Saturday, September 03, 2011

Compared to Rahul, Manmohan shines

By Swapan Dasgupta

 It has been an entire week since Anna Hazare broke his fast and ended the carnival of direct democracy in Delhi’s Ramlila Maidan. Yet, a week has proved to be a woefully short time for the message of the 12-day August upsurge to sink in. From Lutyens’ Delhi to Chanakyapuri, there is consternation and confusion over the impact of the stir. Will it be the proverbial Indian storm when people let the legions thunder past and plunge to sleep again? Or, will India never be the same again?

 The magnitude of concern can’t be underestimated. Over the past week I have heard pillars of the Establishment first express bewilderment over Anna’s appeal and then, as the evening progressed, seen tut-tutting give way to unrestrained fulminations. As for the political class, conspiracy theories centred on RSS involvement and the lavish use of ‘foreign money’ has evolved into a robust defence of what a quasi-political functionary described to me as “Constitutional fundamentalism”.

In practical terms, this has not involved a discovery of Edmund Burke but base recriminations: slapping privilege notices and tax demands on the infamous Team Anna. In diplomatic circles, the disorientation has been more pronounced. In the normal course it wasn’t cricket to repeat conversations with diplomats. But since conversations with American diplomats can any longer be deemed either privileged or confidential thanks to WikiLeaks, I may as well reveal that representatives of the world’s only superpower are about as confused and concerned as the neighbourhood whiskey-drinking real estate speculator. Their worries were hearteningly authentic. First, why was there such a mismatch between those notables they interacted with and the angry voices they heard on TV channels? Did the media (or, at least a section of it) have a collateral agenda? However, there was a bigger worry. How have recent developments affected the political prospects of the designated heir apparent? Was the scripted future of Indian politics going awry?

 The panic is understandable. Like the markets, foreign governments and their intelligence agencies hate unpredictability. None of them had factored in the possibility (not even after the Jantar Mantar street party last April) that the UPA Government would be jolted by a middle class uprising against corruption. Their calculation was that while the Congress was vulnerable at the state level, a disoriented and fractious BJP would be in no position to challenge the status quo nationally. Consequently, they had devoted all their energies in cultivating the young inheritors in the Congress and the Gandhi scion they believed would lead India after 2014, if not earlier. Over the past week, they are asking themselves a simple question: did we miscalculate?
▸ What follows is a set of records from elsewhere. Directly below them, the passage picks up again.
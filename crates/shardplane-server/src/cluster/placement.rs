//! Replica selection and candidate ordering
//!
//! `choose_node` picks the replica that serves a call for a logical shard.
//! `check_enough_nodes` and `sorted_nodes` prepare the candidate list for
//! shard creation.

use super::registry::{NodeRegistry, RegisteredNode};
use super::rendezvous::RendezvousHash;
use crate::config::{ClusterSettings, PlacementStrategy};
use shardplane_core::{ClusterError, LogicalShard};
use std::collections::BTreeSet;
use tracing::trace;

/// Pick the node and replica id serving `shard`.
///
/// Preferred replica ids in `target_replicas` are honoured in order when
/// their node is registered; otherwise the rendezvous winner among the
/// registered replica nodes is used, keyed by the shard id. With
/// `read_only`, read replicas of those nodes are candidates too.
pub async fn choose_node(
    registry: &NodeRegistry,
    hash_seed: u32,
    shard: &LogicalShard,
    target_replicas: Option<&[String]>,
    read_only: bool,
) -> Result<(RegisteredNode, String), ClusterError> {
    let mut candidates: Vec<(RegisteredNode, String)> = Vec::new();
    for replica in &shard.replicas {
        if let Some(node) = registry.get_primary(&replica.node_id).await {
            candidates.push((node, replica.id.clone()));
        }
        if read_only {
            for node in registry.get_read_replicas(&replica.node_id).await {
                candidates.push((node, replica.id.clone()));
            }
        }
    }

    if candidates.is_empty() {
        return Err(ClusterError::NoHealthyNodeAvailable(format!(
            "no registered node hosts a replica of shard {}",
            shard.shard_id
        )));
    }

    if let Some(targets) = target_replicas {
        for target in targets {
            if let Some(found) = candidates.iter().find(|(_, replica)| replica == target) {
                trace!(shard_id = %shard.shard_id, replica_id = %target, "Using preferred replica");
                return Ok(found.clone());
            }
        }
    }

    let ring = RendezvousHash::with_nodes(hash_seed, candidates.iter().map(|(n, _)| n.info.id.clone()));
    let winner = ring
        .find_node(&shard.shard_id)
        .map(str::to_string)
        .ok_or_else(|| ClusterError::NoHealthyNodeAvailable(shard.shard_id.clone()))?;
    candidates
        .into_iter()
        .find(|(node, _)| node.info.id == winner)
        .ok_or_else(|| ClusterError::NoHealthyNodeAvailable(shard.shard_id.clone()))
}

/// Writable nodes allowed to receive a new replica.
///
/// Fails with `NodeClusterSmall` when fewer than `node_replicas` remain
/// after applying the per-node shard cap.
pub async fn check_enough_nodes(
    registry: &NodeRegistry,
    settings: &ClusterSettings,
) -> Result<Vec<RegisteredNode>, ClusterError> {
    let nodes = registry.list_nodes().await;
    let required = settings.node_replicas;
    if nodes.len() < required {
        return Err(ClusterError::NodeClusterSmall(format!(
            "not enough nodes: total {}, required {required}",
            nodes.len()
        )));
    }

    let available: Vec<_> = match settings.max_node_replicas {
        Some(cap) => nodes
            .into_iter()
            .filter(|n| n.info.shard_count < cap)
            .collect(),
        None => nodes,
    };
    if available.len() < required {
        return Err(ClusterError::NodeClusterSmall(format!(
            "not enough nodes with room for shards: available {}, required {required}",
            available.len()
        )));
    }
    Ok(available)
}

/// Order candidates per `strategy`; nodes in `avoid` go to the tail.
///
/// Ties are broken by node id so the order is deterministic.
pub fn sorted_nodes(
    mut nodes: Vec<RegisteredNode>,
    strategy: PlacementStrategy,
    avoid: &BTreeSet<String>,
) -> Vec<RegisteredNode> {
    nodes.sort_by(|a, b| {
        let by_strategy = match strategy {
            PlacementStrategy::MostAvailableDisk => {
                b.info.available_disk.cmp(&a.info.available_disk)
            }
            PlacementStrategy::LeastShards => a.info.shard_count.cmp(&b.info.shard_count),
        };
        by_strategy.then_with(|| a.info.id.cmp(&b.info.id))
    });

    let (preferred, avoided): (Vec<_>, Vec<_>) =
        nodes.into_iter().partition(|n| !avoid.contains(&n.info.id));
    preferred.into_iter().chain(avoided).collect()
}

#[cfg(test)]
mod tests {
    use super::*;
    use crate::cluster::node::LocalConnector;
    use shardplane_core::ShardReplica;
    use std::sync::Arc;

    fn shard() -> LogicalShard {
        LogicalShard {
            shard_id: "shard-1".into(),
            kbid: "kb".into(),
            replicas: vec![
                ShardReplica {
                    id: "r0".into(),
                    node_id: "n0".into(),
                },
                ShardReplica {
                    id: "r1".into(),
                    node_id: "n1".into(),
                },
            ],
            read_only: false,
        }
    }

    async fn registry_with(ids: &[&str]) -> NodeRegistry {
        let registry = NodeRegistry::new(Arc::new(LocalConnector::new()));
        for id in ids {
            registry
                .add_node(id, &format!("{id}:1"), 0, 0, None)
                .await
                .unwrap();
        }
        registry
    }

    #[tokio::test]
    async fn test_target_preference_is_best_effort() {
        let registry = registry_with(&["n0", "n1"]).await;
        let target = vec!["r0".to_string()];

        let (node, replica) = choose_node(&registry, 0, &shard(), Some(&target), false)
            .await
            .unwrap();
        assert_eq!((node.info.id.as_str(), replica.as_str()), ("n0", "r0"));

        registry.remove_node("n0", None).await.unwrap();
        let (node, replica) = choose_node(&registry, 0, &shard(), Some(&target), false)
            .await
            .unwrap();
        assert_eq!((node.info.id.as_str(), replica.as_str()), ("n1", "r1"));
    }

    #[tokio::test]
    async fn test_no_registered_replica_is_no_healthy_node() {
        let registry = registry_with(&["other"]).await;
        let result = choose_node(&registry, 0, &shard(), None, false).await;
        assert!(matches!(result, Err(ClusterError::NoHealthyNodeAvailable(_))));
    }

    #[tokio::test]
    async fn test_choice_without_target_is_deterministic() {
        let registry = registry_with(&["n0", "n1"]).await;
        let (first, _) = choose_node(&registry, 0, &shard(), None, false).await.unwrap();
        for _ in 0..10 {
            let (again, _) = choose_node(&registry, 0, &shard(), None, false).await.unwrap();
            assert_eq!(first.info.id, again.info.id);
        }
    }

    #[tokio::test]
    async fn test_read_only_uses_read_replicas() {
        let registry = registry_with(&[]).await;
        registry
            .add_node("n0-r", "n0r:1", 0, 0, Some("n0"))
            .await
            .unwrap();

        assert!(choose_node(&registry, 0, &shard(), None, false).await.is_err());
        let (node, replica) = choose_node(&registry, 0, &shard(), None, true).await.unwrap();
        assert_eq!(node.info.id, "n0-r");
        assert_eq!(replica, "r0");
    }

    #[tokio::test]
    async fn test_check_enough_nodes() {
        let registry = registry_with(&["n0"]).await;
        let settings = ClusterSettings::default();
        assert!(matches!(
            check_enough_nodes(&registry, &settings).await,
            Err(ClusterError::NodeClusterSmall(_))
        ));

        registry.add_node("n1", "n1:1", 10, 0, None).await.unwrap();
        assert_eq!(check_enough_nodes(&registry, &settings).await.unwrap().len(), 2);

        let capped = ClusterSettings {
            max_node_replicas: Some(5),
            ..ClusterSettings::default()
        };
        assert!(check_enough_nodes(&registry, &capped).await.is_err());
    }

    #[tokio::test]
    async fn test_sorted_nodes_strategies() {
        let registry = NodeRegistry::new(Arc::new(LocalConnector::new()));
        registry.add_node("a", "a:1", 5, 100, None).await.unwrap();
        registry.add_node("b", "b:1", 1, 300, None).await.unwrap();
        registry.add_node("c", "c:1", 3, 200, None).await.unwrap();
        let nodes = registry.list_nodes().await;
        let ids = |v: Vec<RegisteredNode>| v.into_iter().map(|n| n.info.id).collect::<Vec<_>>();

        let none = BTreeSet::new();
        assert_eq!(
            ids(sorted_nodes(nodes.clone(), PlacementStrategy::LeastShards, &none)),
            vec!["b", "c", "a"]
        );
        assert_eq!(
            ids(sorted_nodes(nodes.clone(), PlacementStrategy::MostAvailableDisk, &none)),
            vec!["b", "c", "a"]
        );

        let avoid: BTreeSet<String> = ["b".to_string()].into();
        assert_eq!(
            ids(sorted_nodes(nodes, PlacementStrategy::LeastShards, &avoid)),
            vec!["c", "a", "b"]
        );
    }
}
 Diplomats, being relatively more transparent, are asking a question that, for Congress leaders, is a concern they dare not spell out openly. Instead, the alarm over the unexpected turn in politics is being concealed in an inoffensive we-miss-Sonia message. But the implication of yearning for the party president whose whereabouts and state of health is covered by the Official Secrets Act is obvious. When Congress General Secretary Janardan Dwivedi told a stunned country that Sonia Gandhi would be out of action for some time, he also announced the Amar-Akbar-Antony team that would help Rahul Gandhi steer the Congress ship. The buzz in Congress circles at that time was that it was only a matter of time before Rahul was anointed Working President of the Congress, a prelude to the eventual assumption of complete political responsibility. The more gung-ho elements even suggested that it was only a matter of time before the unreal system of dyarchy was junked altogether because opinion polls had suggested that Rahul was the most popular choice for the PMs post.

 Unfortunately, no one in the Congress had calculated that the ship would run into choppy waters immediately. What they had also not foreseen was that in this moment of crisis Rahul would retreat into disoriented inactivity. The only evidence of Rahul’s involvement in the 12-day fire-fighting was the School Captain’s Prize Day speech he read out at Zero Hour in the Lok Sabha.

Very modestly, Rahul described his intervention as the ‘game changer’. Tragically for him, the game refused to change and it was left to Pranab Mukherjee and Salman Khurshid, with some help from the BJP, to try and salvage the situation. By then, Rahul was on a flight to some unknown foreign destination. The palpable disappointment with Rahul’s leadership potential—and the cluelessness of the babalog brigade that constitute his cheerleaders—has unnerved the Congress.

The Prime Minister may not have emerged from the August storm looking perfect but in a relative sense, compared to Rahul, he has emerged smelling of roses. Far from dyarchy being a liability, the Congress has to thank Manmohan Singh that the revolt of the middle class didn’t spiral out of control. Had an inexperienced Rahul been at the helm, it is entirely possible that spontaneous outburst of anger would not have been so regulated.

The Congress has become a private limited company owned by the Gandhi family. Confronted by the limitations of the heir apparent, it is in a state of denial. Yet the reality is apparent to everyone. The next few weeks will witness a determined bid by the Congress to salvage the reputation of its first family. This could trigger a bout of political adventurism at a time India can least afford it.